Not uncertainty, but rather high confidence of safety.
Phrased this way, it sounds all "spooky mysterious", in the way that needs a named theorem and explanation.
Phrased to be easily understood, due to the vast space and few tiny satellites, you are very unlikely to have a collision when blindly throwing darts at this dart board.
I may be maximally ignorant about what tomorrows lottery numbers will be, but I can safely predict that I will not win.
You certainly should not become more confident that 2 satellites are safe, just because you added random noise to the measurements. [...]However, giving each one a random push from its jets increases the actual variation in their paths, likely pushing them away from the previous point estimate of a collision, and thus does make them safer.
And if you add random noise, you don't get more confident. Like, if you're cruising along on what appears to be a potential collision course, and then your sensor goes bad and starts giving noisy data, you don't get more confident that you're safe. You just get more scared more slowly, in the case that you're on track to collide.
If you never had any evidence that this unlikely event is about to take place, then of course you can't magically get to the answer without evidence. Maybe you're on a collision course and jinking would make you safer. More likely though, you're just on a "close call" course, and jinking could put you on an actual collision course.
As an outsider with special knowledge, you may be rooting for the satellite to make some random motions, or to not change anything. As an engineer working on a satellite with noisy instruments, you don't have the privilege of knowing the right answer ahead of time, and you will have no way of firing the rockets only when it's helpful. If you program your satellites to move randomly, all you will accomplish is wasted fuel.
Imagine if from the inside. You're handed a revolver and forced to play Russian roulette. Your wife saw the spin and knows whether it landed on a live round and is either praying that you spin again or praying that you don't. You don't know where the live round is, and can't see or hear her. Do you ask to spin the spin the cylinder again? Would it help anything if you did?
The take away is just that if you want to predict rare events, you need evidence. Rare events do happen, if rarely, and unless you collect the evidence you'll have no choice but to be surprised if it happens to you.

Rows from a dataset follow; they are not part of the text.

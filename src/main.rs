//! drdash - disaster-recovery dashboard for protected applications
//!
//! A CLI that reads a snapshot of hub cluster resources, summarises
//! volume replication health and assigned DR policies, and runs the
//! policy unassign workflow against the hub API.
//!
//! Exit codes:
//!   0 - Success
//!   1 - Runtime error (config, snapshot, unknown cluster, etc.)
//!   2 - Volumes at or above the --fail-on level, or the unassign batch failed

mod cli;
mod config;
mod health;
mod hub;
mod models;
mod policies;
mod report;
mod selection;
mod snapshot;
mod workflow;

use anyhow::{Context, Result};
use chrono::Utc;
use cli::{Args, OutputFormat};
use config::Config;
use health::{HealthAggregator, HealthMonitor, VolumeDashboard};
use indicatif::{ProgressBar, ProgressStyle};
use models::{ApplicationFilter, HealthBucketSummary, PolicyRecord, VolumeHealth};
use policies::{PolicyListInput, PolicyListView};
use report::{ApplicationGroup, DashboardReport, ReportMetadata};
use snapshot::Snapshot;
use std::path::Path;
use std::sync::Arc;
use std::time::Duration;
use tokio::sync::watch;
use tracing::{debug, error, info, warn};
use tracing_subscriber::EnvFilter;
use workflow::{UnassignState, UnassignWorkflow};

#[tokio::main]
async fn main() -> Result<()> {
    // Parse command-line arguments
    let args = Args::parse_args();

    // Validate arguments
    if let Err(e) = args.validate() {
        eprintln!("Error: {}", e);
        std::process::exit(1);
    }

    // Handle --init-config early (no logging needed)
    if args.init_config {
        return handle_init_config();
    }

    // Load configuration first so `[general] verbose` can pick the log level
    let mut config = match load_config(&args) {
        Ok(config) => config,
        Err(e) => {
            eprintln!("❌ Error: {:#}", e);
            std::process::exit(1);
        }
    };
    config.merge_with_args(&args);

    // Initialize logging
    init_logging(&args, &config);

    info!("drdash v{}", env!("CARGO_PKG_VERSION"));
    debug!("Snapshot: {:?}", args.snapshot);

    match run(args, config).await {
        Ok(exit_code) => {
            std::process::exit(exit_code);
        }
        Err(e) => {
            error!("Dashboard failed: {:#}", e);
            eprintln!("\n❌ Error: {:#}", e);
            std::process::exit(1);
        }
    }
}

/// Handle --init-config: generate a default .drdash.toml.
fn handle_init_config() -> Result<()> {
    let path = Path::new(config::CONFIG_FILE_NAME);

    if path.exists() {
        eprintln!("⚠️  .drdash.toml already exists. Remove it first or edit it manually.");
        std::process::exit(1);
    }

    let content = Config::default_toml();
    std::fs::write(path, &content).context("Failed to write .drdash.toml")?;

    println!("✅ Created .drdash.toml with default settings.");
    println!("   Edit it to tune health thresholds, page size and the hub API.");
    Ok(())
}

/// Initialize logging based on verbosity settings.
///
/// `RUST_LOG` takes precedence over `-v`/`-q` and `[general] verbose`.
fn init_logging(args: &Args, config: &Config) {
    let level = args.log_level(config.general.verbose);
    let filter = EnvFilter::try_from_default_env()
        .unwrap_or_else(|_| EnvFilter::new(level.to_string().to_lowercase()));

    let result = tracing_subscriber::fmt()
        .with_env_filter(filter)
        .with_target(false)
        .with_thread_ids(false)
        .with_file(false)
        .with_line_number(false)
        .with_writer(std::io::stderr)
        .compact()
        .try_init();

    if let Err(e) = result {
        eprintln!("Failed to set tracing subscriber: {}", e);
    }
}

/// Run the dashboard. Returns the exit code (0 or 2).
async fn run(args: Args, config: Config) -> Result<i32> {
    config.validate()?;

    let snapshot_path = args
        .snapshot
        .clone()
        .context("--snapshot is required")?;
    let snapshot = Snapshot::load(&snapshot_path)?;
    info!(
        "Loaded snapshot with {} clusters and {} policies",
        snapshot.clusters.len(),
        snapshot.policies.len()
    );

    let cluster_names = snapshot.cluster_names();
    let cluster_name = match selection::resolve_cluster(&cluster_names, args.cluster.as_deref()) {
        Some(name) => Some(name.clone()),
        None if args.cluster.is_some() => {
            let requested = args.cluster.as_deref().unwrap_or_default();
            let suggestions = selection::filter_clusters(&cluster_names, requested);
            anyhow::bail!(
                "Unknown cluster '{}'{}",
                requested,
                if suggestions.is_empty() {
                    String::new()
                } else {
                    format!(
                        " (did you mean {}?)",
                        suggestions
                            .iter()
                            .map(|s| s.as_str())
                            .collect::<Vec<_>>()
                            .join(", ")
                    )
                }
            );
        }
        None => {
            warn!("Snapshot contains no clusters");
            None
        }
    };
    let cluster = cluster_name.as_deref().and_then(|name| snapshot.cluster(name));

    let app_filter = args
        .app
        .as_deref()
        .and_then(selection::parse_application_arg);
    let aggregator = HealthAggregator::from_config(&config.health);

    if args.watch {
        let records = cluster.map(|c| c.volumes.clone()).unwrap_or_default();
        return run_watch(
            &snapshot_path,
            cluster_name,
            records,
            app_filter,
            aggregator,
            Duration::from_secs(config.health.refresh_seconds),
        )
        .await;
    }

    let volumes = VolumeDashboard::compute(
        &aggregator,
        cluster.map(|c| c.volumes.as_slice()).unwrap_or_default(),
        app_filter.as_ref(),
        Utc::now(),
    );

    let workload_namespace = args
        .namespace
        .clone()
        .unwrap_or_else(|| snapshot.workload_namespace.clone());

    // Unassign workflow
    let mut policies = snapshot.policies.clone();
    let workflow = match args.unassign {
        Some(ref names) => Some(run_unassign(&config, &policies, names, args.yes).await?),
        None => None,
    };
    if let (Some(wf), Some(names)) = (&workflow, &args.unassign) {
        if wf.state() == UnassignState::Succeeded {
            remove_unassigned(&mut policies, names);
        }
    }

    let view = PolicyListView::build(
        PolicyListInput {
            policies: &policies,
            policies_status: &snapshot.policies_status,
            discovered: &snapshot.discovered_placement_controls,
            discovered_status: &snapshot.discovered_status,
            workload_namespace: &workload_namespace,
            eligible_policies: &snapshot.eligible_policies,
            selected_count: workflow.as_ref().map_or(0, |wf| wf.selected().len()),
        },
        &args.search,
        args.page,
        config.policies.per_page,
    );

    let applications = cluster
        .map(|c| selection::application_options(&c.protected_apps))
        .unwrap_or_default()
        .into_iter()
        .map(|(namespace, applications)| ApplicationGroup {
            namespace,
            applications,
        })
        .collect();

    let unassign_failed = workflow
        .as_ref()
        .is_some_and(|wf| wf.state() == UnassignState::Failed);

    let report = DashboardReport {
        metadata: ReportMetadata {
            snapshot: snapshot_path.display().to_string(),
            cluster: cluster_name,
            application: selection::application_label(app_filter.as_ref()),
            application_id: selection::application_item_id(app_filter.as_ref()),
            workload_namespace: workload_namespace.clone(),
            generated_at: Utc::now(),
        },
        clusters: cluster_names,
        applications,
        volumes,
        policies: view,
        unassign: workflow,
    };

    let output = match OutputFormat::from_config(&config.general.format) {
        OutputFormat::Json => report::generate_json_report(&report)?,
        OutputFormat::Markdown => report::generate_markdown_report(&report),
    };

    match args.output {
        Some(ref path) => {
            std::fs::write(path, &output)
                .with_context(|| format!("Failed to write report to {}", path.display()))?;
            println!("✅ Report saved to: {}", path.display());
        }
        None => println!("{}", output),
    }

    if unassign_failed {
        return Ok(2);
    }

    if let Some(level) = args.fail_on {
        if exceeds_level(&report.volumes.summary, level.as_health()) {
            eprintln!(
                "\n⛔ Volumes found at or above {} health. Failing (exit code 2).",
                level.as_health()
            );
            return Ok(2);
        }
    }

    Ok(0)
}

/// Whether any volume sits in `level` or a worse bucket.
fn exceeds_level(summary: &HealthBucketSummary, level: VolumeHealth) -> bool {
    [VolumeHealth::Warning, VolumeHealth::Critical]
        .into_iter()
        .filter(|health| *health >= level)
        .any(|health| summary.get(health) > 0)
}

/// Policy names given on the command line, without surrounding whitespace.
fn requested_names(names: &[String]) -> Vec<&str> {
    names
        .iter()
        .map(|name| name.trim())
        .filter(|name| !name.is_empty())
        .collect()
}

/// Drop the policies that were just unassigned from the listing.
fn remove_unassigned(policies: &mut Vec<PolicyRecord>, names: &[String]) {
    let removed = requested_names(names);
    policies.retain(|policy| !removed.contains(&policy.name.as_str()));
}

/// Select the named policies, ask for confirmation and run the batch.
async fn run_unassign(
    config: &Config,
    policies: &[PolicyRecord],
    names: &[String],
    confirmed: bool,
) -> Result<UnassignWorkflow> {
    let names = requested_names(names);
    let selected: Vec<PolicyRecord> = policies
        .iter()
        .filter(|p| names.contains(&p.name.as_str()))
        .cloned()
        .collect();

    for name in &names {
        if !policies.iter().any(|p| p.name == *name) {
            warn!("Policy '{}' is not assigned, skipping", name);
        }
    }
    if selected.is_empty() {
        anyhow::bail!("None of the requested policies are assigned to the application");
    }

    let mut workflow = UnassignWorkflow::new();
    workflow.select_policies(selected)?;
    workflow.request_unassign()?;

    if let Some(message) = workflow.message() {
        eprintln!("{}", report::generate_message_block(message).trim_end());
    }

    if !confirmed {
        workflow.cancel()?;
        eprintln!("   Re-run with --yes to unassign.");
        return Ok(workflow);
    }

    let client = hub::HubClient::new(hub::HubConfig::from(&config.hub))?;

    let spinner = ProgressBar::new_spinner();
    spinner.set_style(
        ProgressStyle::default_spinner()
            .template("{spinner:.green} {msg}")
            .unwrap_or_else(|_| ProgressStyle::default_spinner()),
    );
    spinner.set_message(format!(
        "Unassigning {} placement controls...",
        workflow.placement_controls().len()
    ));
    spinner.enable_steady_tick(Duration::from_millis(100));

    let state = workflow.confirm(&client).await?;
    spinner.finish_and_clear();

    info!("Unassign finished: {}", state);
    Ok(workflow)
}

/// Keep the dashboard live: reload the snapshot on every refresh and print
/// the volume summary whenever it changes. Runs until Ctrl-C.
async fn run_watch(
    snapshot_path: &Path,
    cluster_name: Option<String>,
    records: Vec<models::ProtectedVolumeRecord>,
    app_filter: Option<ApplicationFilter>,
    aggregator: HealthAggregator,
    period: Duration,
) -> Result<i32> {
    let (records_tx, records_rx) = watch::channel(Arc::new(records));
    let (_filter_tx, filter_rx) = watch::channel(app_filter);

    let monitor = HealthMonitor::new(aggregator, period);
    let (mut dashboard, monitor_handle) = monitor.spawn(records_rx, filter_rx);

    // Snapshot reloader acting as the watch source
    let path = snapshot_path.to_path_buf();
    let reloader = tokio::spawn(async move {
        let mut ticker = tokio::time::interval(period);
        ticker.tick().await;
        loop {
            ticker.tick().await;
            match Snapshot::load(&path) {
                Ok(snapshot) => {
                    let volumes = cluster_name
                        .as_deref()
                        .and_then(|name| snapshot.cluster(name))
                        .map(|c| c.volumes.clone())
                        .unwrap_or_default();
                    records_tx.send_if_modified(|current| {
                        if **current == volumes {
                            false
                        } else {
                            *current = Arc::new(volumes);
                            true
                        }
                    });
                }
                Err(e) => warn!("Snapshot reload failed: {:#}", e),
            }
        }
    });

    println!("👀 Watching volume replication health (Ctrl-C to stop)\n");
    print_dashboard(&dashboard.borrow_and_update());

    loop {
        tokio::select! {
            changed = dashboard.changed() => {
                if changed.is_err() {
                    break;
                }
                print_dashboard(&dashboard.borrow_and_update());
            }
            _ = tokio::signal::ctrl_c() => {
                info!("Interrupted, stopping watch");
                break;
            }
        }
    }

    reloader.abort();
    monitor_handle.abort();
    Ok(0)
}

fn print_dashboard(dashboard: &VolumeDashboard) {
    let stamp = dashboard
        .computed_at
        .map(|t| t.format("%H:%M:%S").to_string())
        .unwrap_or_default();
    println!(
        "[{}] {} Critical: {} | {} Warning: {} | {} Healthy: {} | {} with issues",
        stamp,
        VolumeHealth::Critical.emoji(),
        dashboard.summary.critical,
        VolumeHealth::Warning.emoji(),
        dashboard.summary.warning,
        VolumeHealth::Healthy.emoji(),
        dashboard.summary.healthy,
        dashboard.issues.with_issues
    );
}

/// Load configuration from file or use defaults.
///
/// Runs before logging is set up, so problems go straight to stderr.
fn load_config(args: &Args) -> Result<Config> {
    // Try explicit config path
    if let Some(ref config_path) = args.config {
        return Config::load(config_path);
    }

    // Try default location
    match Config::load_default() {
        Ok(Some(config)) => Ok(config),
        Ok(None) => Ok(Config::default()),
        Err(e) => {
            eprintln!("⚠️  Ignoring .drdash.toml: {:#}", e);
            Ok(Config::default())
        }
    }
}
//! Concurrent unassign of placement controls.

use crate::models::PlacementControlRef;
use futures::future::join_all;
use std::future::Future;
use thiserror::Error;
use tracing::{debug, warn};

/// Failure to unassign one placement control.
#[derive(Debug, Clone, PartialEq, Eq, Error)]
pub enum UnassignError {
    #[error("request for {control} timed out after {timeout_secs}s")]
    Timeout { control: String, timeout_secs: u64 },

    #[error("cannot connect to hub API at {url}")]
    Connect { url: String },

    #[error("hub API rejected {control}: {status} {body}")]
    Status {
        control: String,
        status: u16,
        body: String,
    },

    #[error("failed to unassign {control}: {message}")]
    Request { control: String, message: String },
}

/// Removes one placement control from the hub.
pub trait PlacementUnassigner {
    fn unassign(
        &self,
        control: &PlacementControlRef,
    ) -> impl Future<Output = Result<(), UnassignError>> + Send;
}

/// Unassign every control concurrently and wait for all of them.
///
/// Every request runs to completion even after one fails. The first error
/// in input order is returned.
pub async fn unassign_all<U>(
    unassigner: &U,
    controls: &[PlacementControlRef],
) -> Result<(), UnassignError>
where
    U: PlacementUnassigner + Sync,
{
    debug!("Unassigning {} placement controls", controls.len());

    let outcomes = join_all(controls.iter().map(|control| unassigner.unassign(control))).await;

    let mut first_error = None;
    for (control, outcome) in controls.iter().zip(outcomes) {
        if let Err(e) = outcome {
            warn!("Unassign of {} failed: {}", control, e);
            first_error.get_or_insert(e);
        }
    }

    match first_error {
        Some(e) => Err(e),
        None => Ok(()),
    }
}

With respect to the satellite problem, there is nothing problematic in the fact that when one knows nothing about the two satellites, one assigns a low probability to their collision. In agreement with this, there have been some accidental satellite collisions, but they are rare per pair of satellites.

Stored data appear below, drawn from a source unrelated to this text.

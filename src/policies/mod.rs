//! Assigned DR policy listing.

pub mod paginator;
pub mod view;

pub use paginator::{DEFAULT_PER_PAGE, INITIAL_PAGE};
pub use view::{PolicyListInput, PolicyListView};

Neither is there anything paradoxical about the fact that if you draw a small enough circle around a bullet hole, you would, before observing the hole, have assigned a probability approaching 1 to the false statement that the bullet would land outside that circle. This example is the gist of the proof of the "False Confidence Theorem".

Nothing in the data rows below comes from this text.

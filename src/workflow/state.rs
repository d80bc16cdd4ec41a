//! Policy unassign workflow.
//!
//! ```text
//! Idle -> PoliciesSelected -> ActionConfirmPending -> Succeeded | Failed
//! ```
//!
//! Selection, confirmation and the batch outcome drive the transitions.
//! The batch is all-or-nothing: one failed placement control fails the
//! whole action and leaves the selection in place.

use crate::models::{PlacementControlRef, PolicyRecord};
use crate::workflow::batch::{unassign_all, PlacementUnassigner};
use serde::Serialize;
use std::fmt;
use thiserror::Error;
use tracing::{info, warn};

/// Where the unassign workflow currently is.
#[derive(Debug, Clone, Copy, PartialEq, Eq, Serialize)]
#[serde(rename_all = "snake_case")]
pub enum UnassignState {
    Idle,
    PoliciesSelected,
    ActionConfirmPending,
    Succeeded,
    Failed,
}

impl fmt::Display for UnassignState {
    fn fmt(&self, f: &mut fmt::Formatter<'_>) -> fmt::Result {
        let name = match self {
            UnassignState::Idle => "idle",
            UnassignState::PoliciesSelected => "policies selected",
            UnassignState::ActionConfirmPending => "confirmation pending",
            UnassignState::Succeeded => "succeeded",
            UnassignState::Failed => "failed",
        };
        write!(f, "{}", name)
    }
}

/// Alert styling of a workflow message.
#[derive(Debug, Clone, Copy, PartialEq, Eq, Serialize)]
#[serde(rename_all = "lowercase")]
pub enum MessageVariant {
    Info,
    Success,
    Danger,
}

/// User-facing message attached to the workflow.
#[derive(Debug, Clone, PartialEq, Eq, Serialize)]
pub struct WorkflowMessage {
    pub title: String,
    #[serde(skip_serializing_if = "Option::is_none")]
    pub description: Option<String>,
    pub variant: MessageVariant,
}

/// A transition that is not allowed from the current state.
#[derive(Debug, Clone, PartialEq, Eq, Error)]
pub enum WorkflowError {
    #[error("cannot {action} while {state}")]
    InvalidTransition {
        state: UnassignState,
        action: &'static str,
    },
}

/// Selection and outcome of the unassign action.
#[derive(Debug, Clone, Serialize)]
pub struct UnassignWorkflow {
    state: UnassignState,
    selected: Vec<PolicyRecord>,
    message: Option<WorkflowMessage>,
}

impl Default for UnassignWorkflow {
    fn default() -> Self {
        Self::new()
    }
}

impl UnassignWorkflow {
    pub fn new() -> Self {
        Self {
            state: UnassignState::Idle,
            selected: Vec::new(),
            message: None,
        }
    }

    pub fn state(&self) -> UnassignState {
        self.state
    }

    pub fn selected(&self) -> &[PolicyRecord] {
        &self.selected
    }

    pub fn message(&self) -> Option<&WorkflowMessage> {
        self.message.as_ref()
    }

    /// Replace the selection. An empty selection returns to idle.
    pub fn select_policies(&mut self, policies: Vec<PolicyRecord>) -> Result<(), WorkflowError> {
        if self.state == UnassignState::ActionConfirmPending {
            return Err(self.invalid("change the selection"));
        }

        self.state = if policies.is_empty() {
            UnassignState::Idle
        } else {
            UnassignState::PoliciesSelected
        };
        self.selected = policies;
        self.message = None;
        Ok(())
    }

    /// Ask for confirmation before unassigning the selection.
    pub fn request_unassign(&mut self) -> Result<(), WorkflowError> {
        if self.state != UnassignState::PoliciesSelected {
            return Err(self.invalid("request unassign"));
        }

        self.state = UnassignState::ActionConfirmPending;
        self.message = Some(WorkflowMessage {
            title: format!(
                "Selected policies ({}) will be removed for your application. This may have some affect on other applications sharing the placement.",
                self.selected.len()
            ),
            description: None,
            variant: MessageVariant::Info,
        });
        Ok(())
    }

    /// Dismiss the confirmation and keep the selection.
    pub fn cancel(&mut self) -> Result<(), WorkflowError> {
        if self.state != UnassignState::ActionConfirmPending {
            return Err(self.invalid("cancel"));
        }

        self.state = UnassignState::PoliciesSelected;
        self.message = None;
        Ok(())
    }

    /// Every placement control owned by the selected policies.
    pub fn placement_controls(&self) -> Vec<PlacementControlRef> {
        self.selected
            .iter()
            .flat_map(|policy| policy.placement_controls.iter().cloned())
            .collect()
    }

    /// Run the confirmed batch and move to its terminal state.
    ///
    /// A failed batch is an outcome, not an error: it lands in
    /// [`UnassignState::Failed`] with the reason in the message.
    pub async fn confirm<U>(&mut self, unassigner: &U) -> Result<UnassignState, WorkflowError>
    where
        U: PlacementUnassigner + Sync,
    {
        if self.state != UnassignState::ActionConfirmPending {
            return Err(self.invalid("confirm"));
        }

        let controls = self.placement_controls();
        let count = self.selected.len();
        info!(
            "Unassigning {} policies ({} placement controls)",
            count,
            controls.len()
        );

        match unassign_all(unassigner, &controls).await {
            Ok(()) => {
                self.selected.clear();
                self.state = UnassignState::Succeeded;
                self.message = Some(WorkflowMessage {
                    title: format!(
                        "Selected policies ({}) unassigned for the application.",
                        count
                    ),
                    description: None,
                    variant: MessageVariant::Success,
                });
            }
            Err(e) => {
                warn!("Policy unassign failed: {}", e);
                self.state = UnassignState::Failed;
                self.message = Some(WorkflowMessage {
                    title: "Unable to unassign all selected policies for the application."
                        .to_string(),
                    description: Some(e.to_string()),
                    variant: MessageVariant::Danger,
                });
            }
        }

        Ok(self.state)
    }

    fn invalid(&self, action: &'static str) -> WorkflowError {
        WorkflowError::InvalidTransition {
            state: self.state,
            action,
        }
    }
}

#[cfg(test)]
mod tests {
    use super::*;
    use crate::workflow::batch::testing::FakeUnassigner;

    fn policy(name: &str, controls: &[&str]) -> PolicyRecord {
        let mut policy = PolicyRecord::new(name);
        policy.placement_controls = controls
            .iter()
            .map(|c| PlacementControlRef {
                namespace: "apps".to_string(),
                name: c.to_string(),
            })
            .collect();
        policy
    }

    fn pending(policies: Vec<PolicyRecord>) -> UnassignWorkflow {
        let mut workflow = UnassignWorkflow::new();
        workflow.select_policies(policies).unwrap();
        workflow.request_unassign().unwrap();
        workflow
    }

    #[test]
    fn test_selection_transitions() {
        let mut workflow = UnassignWorkflow::new();
        assert_eq!(workflow.state(), UnassignState::Idle);

        workflow.select_policies(vec![policy("gold", &[])]).unwrap();
        assert_eq!(workflow.state(), UnassignState::PoliciesSelected);

        workflow.select_policies(Vec::new()).unwrap();
        assert_eq!(workflow.state(), UnassignState::Idle);
    }

    #[test]
    fn test_request_and_cancel() {
        let mut workflow = pending(vec![policy("gold", &["a"]), policy("silver", &["b"])]);
        assert_eq!(workflow.state(), UnassignState::ActionConfirmPending);
        assert!(workflow
            .message()
            .unwrap()
            .title
            .starts_with("Selected policies (2) will be removed"));

        workflow.cancel().unwrap();
        assert_eq!(workflow.state(), UnassignState::PoliciesSelected);
        assert!(workflow.message().is_none());
        assert_eq!(workflow.selected().len(), 2);
    }

    #[test]
    fn test_invalid_transitions() {
        let mut workflow = UnassignWorkflow::new();
        assert_eq!(
            workflow.request_unassign(),
            Err(WorkflowError::InvalidTransition {
                state: UnassignState::Idle,
                action: "request unassign",
            })
        );
        assert!(workflow.cancel().is_err());

        let mut workflow = pending(vec![policy("gold", &["a"])]);
        assert!(workflow.select_policies(Vec::new()).is_err());
        assert!(workflow.request_unassign().is_err());
    }

    #[tokio::test]
    async fn test_confirm_requires_pending() {
        let mut workflow = UnassignWorkflow::new();
        let unassigner = FakeUnassigner::default();

        assert!(workflow.confirm(&unassigner).await.is_err());
        assert!(unassigner.calls().is_empty());
    }

    #[tokio::test]
    async fn test_all_succeed_clears_selection() {
        let mut workflow = pending(vec![policy("gold", &["a", "b"]), policy("silver", &["c"])]);
        let unassigner = FakeUnassigner::default();

        let state = workflow.confirm(&unassigner).await.unwrap();

        assert_eq!(state, UnassignState::Succeeded);
        assert!(workflow.selected().is_empty());
        assert_eq!(unassigner.calls(), vec!["a", "b", "c"]);
        let message = workflow.message().unwrap();
        assert_eq!(message.variant, MessageVariant::Success);
        assert_eq!(
            message.title,
            "Selected policies (2) unassigned for the application."
        );
    }

    #[tokio::test]
    async fn test_one_failure_fails_batch_and_keeps_selection() {
        let mut workflow = pending(vec![policy("gold", &["a", "b"]), policy("silver", &["c"])]);
        let unassigner = FakeUnassigner::failing(&["b"]);

        let state = workflow.confirm(&unassigner).await.unwrap();

        assert_eq!(state, UnassignState::Failed);
        assert_eq!(workflow.selected().len(), 2);
        assert_eq!(unassigner.calls().len(), 3);
        let message = workflow.message().unwrap();
        assert_eq!(message.variant, MessageVariant::Danger);
        assert!(message.description.as_deref().unwrap().contains("apps/b"));
    }

    #[tokio::test]
    async fn test_can_reselect_after_terminal_state() {
        let mut workflow = pending(vec![policy("gold", &["a"])]);
        workflow
            .confirm(&FakeUnassigner::failing(&["a"]))
            .await
            .unwrap();

        workflow.select_policies(vec![policy("silver", &[])]).unwrap();
        assert_eq!(workflow.state(), UnassignState::PoliciesSelected);
        assert!(workflow.message().is_none());
    }
}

The two satellites will either collide within the time frame of interest or they will not. Replacing "collide" with "not approach closer than some distance D", we can make a judgement about the accuracy of our tracking procedure by asking, suppose that the distance of closest approach were some value X; what probability p would we assign to the proposition that |X| < D?
I will simplify all the details of the tracking procedure into the assumption that our estimate of closest approach is normally distributed about X with a standard deviation s (and that X is a signed quantity). Then we can plot p(D,X,s)[1] as a function of X, for various values of s.
This is what I get.
As the Litany of Gendlin says: If there will be a close approach, I want to believe there will be a close approach. If there will not be a close approach, I want to believe there will not be a close approach. The image shows that the lower the tracking uncertainty the better this ideal is achieved. Nothing is gained by discarding good information for bad.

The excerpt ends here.